Friday, August 2, 2013

Being Alpha

I have taken more time working on this piece than normal. I want to clarify but not minimize my understanding of the role of parents in a child’s life. Also, I may have watched one too many episodes of the British version of Being Human.

Pets should be reminders to humans that humans are little more than Alpha animals. So often it is the other way round and humans personify their pets and allow themselves to be led by them. Some pet experts say that when human qualities are attributed to an animal as part of domesticating it that it loses its innate ability to survive. I believe that managing behavior is the most important part of a healthy human/pet animal relationship. Building a healthy relationship with a pet requires consistency and boundaries, as does raising healthy children; I learned that in parenting class.  I was astonished to learn these two most basic rules of parenting, which are simple but not easy.

Aside from being young, alone and scared to death, my 15-year-old brain told me that, “I could do this” but I had no prior knowledge. I was raised in an inconsistent environment with floating boundaries. How was I supposed to know how to be consistent and set boundaries when no one had taught me how to do so by example or instruction? It was after a seriously dangerous number of misadventures with my son as an infant and toddler that it was pointed out to me that not only did I not know what I was doing but that my “parenting” would leave lifelong scars, if I continued on as I was. Thus the parenting class; I am so grateful for that class. I went grudgingly, I do a lot of things grudgingly, but I really did not want to go to that class and be called out as young, dumb, and dangerous. Fortunately, that did not happen. The instructors were positive and supportive and what they taught me saved my son’s life and my own.

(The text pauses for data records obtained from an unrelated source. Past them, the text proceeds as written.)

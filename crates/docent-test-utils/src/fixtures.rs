// SPDX-FileCopyrightText: 2026 Docent Contributors
// SPDX-License-Identifier: MIT OR Apache-2.0

//! Real PDF files for exercising the `pdf-extract` path.

/// A two-page PDF with a Helvetica text layer, one sentence per page.
pub const TWO_PAGE_PDF: &[u8] = include_bytes!("../fixtures/two_pages.pdf");

/// The text drawn on each page of [`TWO_PAGE_PDF`], in page order.
pub const TWO_PAGE_PDF_TEXT: [&str; 2] = [
    "Refunds are accepted within thirty days of purchase.",
    "Orders ship within two business days.",
];
// SPDX-FileCopyrightText: 2026 Docent Contributors
// SPDX-License-Identifier: MIT OR Apache-2.0

//! Gateway HTTP server built on axum.
//!
//! Sets up routes, middleware, and shared state for the gateway.

use std::future::Future;
use std::path::PathBuf;
use std::sync::Arc;

use axum::{
    Router,
    extract::DefaultBodyLimit,
    routing::{get, post},
};
use docent_config::model::ServerConfig;
use docent_core::DocentError;
use docent_index::{IngestionPipeline, StoreHandle};
use docent_router::RoutingWorkflow;
use tokio::sync::Mutex;
use tower_http::cors::CorsLayer;
use tower_http::trace::TraceLayer;

use crate::handlers;

/// Shared state for axum request handlers.
#[derive(Clone)]
pub struct AppState {
    /// Classify-and-dispatch workflow behind `/chat`.
    pub workflow: Arc<RoutingWorkflow>,
    /// Single-file ingestion behind `/upload`.
    pub pipeline: Arc<IngestionPipeline>,
    /// Store handle reloaded after each upload.
    pub store: Arc<StoreHandle>,
    /// Folder uploaded PDFs are saved into.
    pub pdf_folder: PathBuf,
    /// Serialises uploads so save, ingest and reload do not interleave.
    pub upload_lock: Arc<Mutex<()>>,
}

impl AppState {
    pub fn new(
        workflow: Arc<RoutingWorkflow>,
        pipeline: Arc<IngestionPipeline>,
        store: Arc<StoreHandle>,
        pdf_folder: impl Into<PathBuf>,
    ) -> Self {
        Self {
            workflow,
            pipeline,
            store,
            pdf_folder: pdf_folder.into(),
            upload_lock: Arc::new(Mutex::new(())),
        }
    }
}

/// Builds the application router.
///
/// Routes:
/// - GET / and GET /health (liveness)
/// - POST /chat
/// - POST /upload (multipart, body capped at `max_upload_bytes`)
pub fn build_router(state: AppState, max_upload_bytes: usize) -> Router {
    Router::new()
        .route("/", get(handlers::get_root))
        .route("/health", get(handlers::get_health))
        .route("/chat", post(handlers::post_chat))
        .route("/upload", post(handlers::post_upload))
        .layer(DefaultBodyLimit::max(max_upload_bytes))
        .layer(TraceLayer::new_for_http())
        .layer(CorsLayer::permissive())
        .with_state(state)
}

/// Binds `host:port` and serves until `shutdown` resolves.
pub async fn start_server(
    config: &ServerConfig,
    state: AppState,
    shutdown: impl Future<Output = ()> + Send + 'static,
) -> Result<(), DocentError> {
    let app = build_router(state, config.max_upload_bytes);

    let addr = format!("{}:{}", config.host, config.port);
    let listener = tokio::net::TcpListener::bind(&addr)
        .await
        .map_err(|e| DocentError::Internal(format!("failed to bind {addr}: {e}")))?;

    tracing::info!("HTTP server listening on {addr}");

    axum::serve(listener, app)
        .with_graceful_shutdown(shutdown)
        .await
        .map_err(|e| DocentError::Internal(format!("server error: {e}")))?;

    tracing::info!("HTTP server stopped");
    Ok(())
}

I was not spiraling out of control because I wanted to shirk my duties as a parent because I “was missing out on my own childhood” as everyone around me constantly reminded me. Unfortunately, I did and still do struggle with clinical depression. I also suffered terribly through post-partum depression. My point in sharing this is to demonstrate that it may not have been a lack of desire or experience or age or a resentment regarding the loss of my own childhood that resulted in the very rough start that my son and I experienced. I needed treatment that I did not receive because no one understood or could appreciate what was happening to me.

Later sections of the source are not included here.